Kolumne September 2016
Die viel gescholtene Europäische Union ist allemal für Überraschungen gut – sogar für eine überaus positive. Gemeint ist die Entscheidung der Brüsseler Behörde gegen Apple. Der amerikanische Industriekonzern soll 13 Milliarden Euro plus Zinsen an den irischen Staat zahlen, besser, zurückzahlen. Jedenfalls, soviel steht fest, geht es um nicht gezahlte Steuern aus den Jahren 2003 bis 2014.
Was den normal geplagten Steuerzahler freut, war für einen Kommentator der WELT AM SONNTAG Anlass für eine wilde Attacke gegen die zuständige dänische Kommissarin Margarethe Vestagers. Überschrift des Artikels: „Brüssels Angriff auf Apple ist blanker Populismus“. Wenn es denn so wäre, diese Form des Populismus lasse ich mir gerne gefallen. Weiter: „Steuerzahler sollten die Wut von Apple-Chef Tim Cook verstehen können“. Wie bitte? Ich soll verstehen, dass der profitabelste Konzern der Welt in dem Steuerparadies Irland seine Riesengewinne zu Steuersätzen von zum Teil nur 0,005 Prozent versteuert hat? „Apple, wohlgemerkt, hat keinen Cent Steuern hinterzogen, der Konzern hat gezahlt, was er zu zahlen verpflichtet war“ heißt es in dem Kommentar. Das mag ja formal stimmen, aber die Abmachung mit dem irischen Staat als Komplizen war auf alle Fälle eine Vereinbarung zu Lasten Dritter. Zu Lasten all jener, die einen derartigen Deal in keinem Paradies abschließen können und auch nicht wollen und die Steuern für notwendig halten, um den Staat in Stand zu setzen, all seinen Verpflichtungen zum Wohle der Bürger nachzukommen.
Der Skandal ist diese Amigo-Mentalität mit Steuerunterbietungswettbewerb. Der IT-Riese weist 2015 in Deutschland einen Umsatz von 538 Millionen und 51 Millionen Gewinn aus. Dafür zahlte Apple 14,1 Millionen Steuern. Es heißt, in Irland seien pro eine Million Umsatz nur 50 Euro gezahlt worden. Wahrhaft paradiesisch.
Wenn es für manche Zeitgenossen schon keine Steuerverweigerung mit Absprache war, so handelt es sich doch um eine illegale Beihilfe, für die sich die EU-Kommission interessieren sollte. Von Tim Cook war laut BILD AM SONNTAG zu erfahren, dass er die EU-Entscheidung für „totalen politischen Mist“ hält. Das HANDELSBLATT zitiert ihn so: „Niemand hat etwas Falsches getan.

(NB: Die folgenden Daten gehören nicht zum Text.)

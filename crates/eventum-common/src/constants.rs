//! System-wide constants for eventum.
//!
//! Defaults shared by the cache, pool and name index crates.

// =============================================================================
// Log Engine Constants
// =============================================================================

/// Default log page size as a power of two (4 KB pages).
pub const DEFAULT_PAGE_SIZE_BITS: u32 = 12;

/// Smallest supported page size as a power of two (512 bytes).
pub const MIN_PAGE_SIZE_BITS: u32 = 9;

/// Largest supported page size as a power of two (1 MB).
pub const MAX_PAGE_SIZE_BITS: u32 = 20;

/// Default number of log pages kept in memory (32 KB with 4 KB pages).
pub const DEFAULT_MEMORY_PAGES: usize = 8;

/// Size of a log record header in bytes.
///
/// Contains: checksum (4), flags (1), key_len (2), value (4) = 11 bytes.
pub const LOG_RECORD_HEADER_SIZE: usize = 11;

/// Magic number for the checkpoint metadata file.
pub const CHECKPOINT_MAGIC: u32 = 0x4556_434B; // "EVCK" in ASCII

/// Version number for the checkpoint metadata format.
pub const CHECKPOINT_VERSION: u32 = 1;

// =============================================================================
// Name Index Constants
// =============================================================================

/// Default first value handed out by a name index. Values below it are reserved.
pub const DEFAULT_FIRST_VALUE: u32 = 1024;

/// Default step between consecutive name index values.
pub const DEFAULT_VALUE_INTERVAL: u32 = 2;

/// Default number of reader sessions created up front.
pub const DEFAULT_INITIAL_READER_COUNT: usize = 2;

/// Default ceiling on concurrently leased reader sessions.
pub const DEFAULT_MAX_READER_COUNT: usize = 64;

/// Default number of entries held by the optional read cache.
pub const DEFAULT_READ_CACHE_CAPACITY: u64 = 32 * 1024;

/// Default checkpoint debounce interval in milliseconds.
pub const DEFAULT_CHECKPOINT_INTERVAL_MS: u64 = 60_000;

// =============================================================================
// Cache Constants
// =============================================================================

/// Default capacity for caches when not specified.
pub const DEFAULT_CACHE_CAPACITY: u64 = 1024;

/// Default expected item count for bloom filters.
pub const DEFAULT_BLOOM_EXPECTED_ITEMS: usize = 1_000_000;

/// Default target false positive rate for bloom filters.
pub const DEFAULT_BLOOM_FALSE_POSITIVE_RATE: f64 = 0.01;
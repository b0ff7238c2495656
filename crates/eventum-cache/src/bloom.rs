//! Bloom filter for probabilistic set membership.
//!
//! A Bloom filter answers "definitely absent" or "maybe present". It is used
//! in front of the name index so lookups of names that were never added skip
//! the storage engine entirely.
//!
//! The filter hashes each item with two independently keyed 64-bit hashes and
//! derives the remaining probe positions by double hashing
//! (Kirsch–Mitzenmacher): `g_i(x) = h1(x) + i * h2(x) mod m`. Hashing cost is
//! two hashes per operation no matter how many probes are made.

use std::hash::{Hash, Hasher};
use std::sync::atomic::{AtomicU64, AtomicUsize, Ordering};

use siphasher::sip::SipHasher13;

use eventum_common::error::{EventumError, EventumResult};

const KEY_1: (u64, u64) = (0x517c_c1b7_2722_0a95, 0x0fc9_4dc6_e6eb_8a5f);
const KEY_2: (u64, u64) = (0x9e37_79b9_7f4a_7c15, 0xbf58_476d_1ce4_e5b9);

/// A fixed-size Bloom filter safe to share between threads.
///
/// # Example
///
/// ```
/// use eventum_cache::bloom::BloomFilter;
///
/// let filter = BloomFilter::new(1000, 0.01).unwrap(); // 1% false positive rate
/// filter.add("$stream-1");
/// assert!(filter.may_exist("$stream-1")); // never a false negative
/// ```
pub struct BloomFilter {
    /// Bit array.
    bits: Vec<AtomicU64>,
    /// Number of bits, always a multiple of 64.
    num_bits: u64,
    /// Number of probes per item.
    num_hashes: u32,
    /// Number of items added.
    count: AtomicUsize,
}

impl BloomFilter {
    /// Creates a filter sized for `expected_items` at `false_positive_rate`.
    ///
    /// Uses `k = max(2, ceil(-log2(p)))` probes and
    /// `m = ceil(-n * log2(p) / ln(2))` bits rounded up to a whole 64-bit word.
    ///
    /// # Errors
    ///
    /// Returns `InvalidArgument` if `expected_items` is zero or
    /// `false_positive_rate` is outside the open interval (0, 0.5).
    pub fn new(expected_items: usize, false_positive_rate: f64) -> EventumResult<Self> {
        if expected_items == 0 {
            return Err(EventumError::invalid_argument(
                "bloom filter needs a positive expected item count",
            ));
        }
        if !(false_positive_rate > 0.0 && false_positive_rate < 0.5) {
            return Err(EventumError::invalid_argument(format!(
                "bloom filter false positive rate {false_positive_rate} must be within (0, 0.5)"
            )));
        }

        let log2_p = false_positive_rate.log2();
        let num_hashes = ((-log2_p).ceil() as u32).max(2);
        let m = (-(expected_items as f64) * log2_p / std::f64::consts::LN_2).ceil() as u64;
        let num_words = m.max(1).div_ceil(64);

        Ok(Self {
            bits: (0..num_words).map(|_| AtomicU64::new(0)).collect(),
            num_bits: num_words * 64,
            num_hashes,
            count: AtomicUsize::new(0),
        })
    }

    /// Adds an item.
    pub fn add<T: Hash + ?Sized>(&self, item: &T) {
        let (h1, h2) = Self::hash_pair(item);
        for i in 0..u64::from(self.num_hashes) {
            let bit = self.probe(h1, h2, i);
            self.bits[(bit / 64) as usize].fetch_or(1u64 << (bit % 64), Ordering::Relaxed);
        }
        self.count.fetch_add(1, Ordering::Relaxed);
    }

    /// Returns false if the item was definitely never added.
    #[must_use]
    pub fn may_exist<T: Hash + ?Sized>(&self, item: &T) -> bool {
        let (h1, h2) = Self::hash_pair(item);
        (0..u64::from(self.num_hashes)).all(|i| {
            let bit = self.probe(h1, h2, i);
            self.bits[(bit / 64) as usize].load(Ordering::Relaxed) & (1u64 << (bit % 64)) != 0
        })
    }

    /// Returns the number of items added.
    pub fn count(&self) -> usize {
        self.count.load(Ordering::Relaxed)
    }

    /// Returns the number of bits in the filter.
    pub fn num_bits(&self) -> u64 {
        self.num_bits
    }

    /// Returns the number of probes per item.
    pub fn num_hashes(&self) -> u32 {
        self.num_hashes
    }

    /// Returns the size of the bit array in bytes.
    pub fn size_bytes(&self) -> usize {
        self.bits.len() * std::mem::size_of::<u64>()
    }

    /// Returns the fill ratio (fraction of bits set).
    pub fn fill_ratio(&self) -> f64 {
        self.count_ones() as f64 / self.num_bits as f64
    }

    /// Returns the false positive rate implied by the current fill.
    pub fn estimated_false_positive_rate(&self) -> f64 {
        self.fill_ratio().powi(self.num_hashes as i32)
    }

    /// Clears the filter.
    pub fn clear(&self) {
        for word in &self.bits {
            word.store(0, Ordering::Relaxed);
        }
        self.count.store(0, Ordering::Relaxed);
    }

    fn hash_pair<T: Hash + ?Sized>(item: &T) -> (u64, u64) {
        let mut first = SipHasher13::new_with_keys(KEY_1.0, KEY_1.1);
        item.hash(&mut first);
        let mut second = SipHasher13::new_with_keys(KEY_2.0, KEY_2.1);
        item.hash(&mut second);
        // An odd step visits distinct positions for every probe.
        (first.finish(), second.finish() | 1)
    }

    #[inline]
    fn probe(&self, h1: u64, h2: u64, i: u64) -> u64 {
        h1.wrapping_add(i.wrapping_mul(h2)) % self.num_bits
    }

    fn count_ones(&self) -> u64 {
        self.bits
            .iter()
            .map(|w| u64::from(w.load(Ordering::Relaxed).count_ones()))
            .sum()
    }
}

impl std::fmt::Debug for BloomFilter {
    fn fmt(&self, f: &mut std::fmt::Formatter<'_>) -> std::fmt::Result {
        f.debug_struct("BloomFilter")
            .field("num_bits", &self.num_bits)
            .field("num_hashes", &self.num_hashes)
            .field("count", &self.count())
            .field("fill_ratio", &format!("{:.2}%", self.fill_ratio() * 100.0))
            .finish()
    }
}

Auf Irland wird herumgehackt“.
2015 ist immerhin Bewegung in den internationalen Steuerkarussellbetrieb gekommen. „Über 60 Staaten haben neue Transparenzregeln für die Besteuerung von Konzernen vereinbart“ heißt es aus dem Schäuble-Ministerium. Nun warten wir alle auf deren Umsetzung.
Derweil geht der Streit um besagte 13 Milliarden munter weiter. Irland will sie auf keinen Fall haben, aus Angst, sein bewährtes Billigsteuergeschäftsmodell könnte ernsthaft beschädigt werden. Auch aus den anderen geprellten Ländern wurde bisher kein Ruf laut nach dem Motto: „Her mit der Kohle!“ Ein öffentlicher Ideenwettbewerb würde sicher viele gute Vorschläge für die Verwendung dieses Jackpots erbringen. Zumal die Milliarden von Amazon, McDonalds, Starbucks, Google, Facebook und wie sie alle heißen, demnächst auch auf eine gerechte Verteilung warten.
Verwunderliches war in der Causa Apple wieder einmal aus dem schönen Bayern zu vernehmen. So hat der landeseigene Finanzminister Söder die Brüsseler Entscheidung lauthals kritisiert und gar vor einem Handelskrieg gewarnt. Unterstützung findet Söder bei der Chefredakteurin der BamS, die es auch falsch findet, „was sich die EU da mit Apple gerade abkneift“.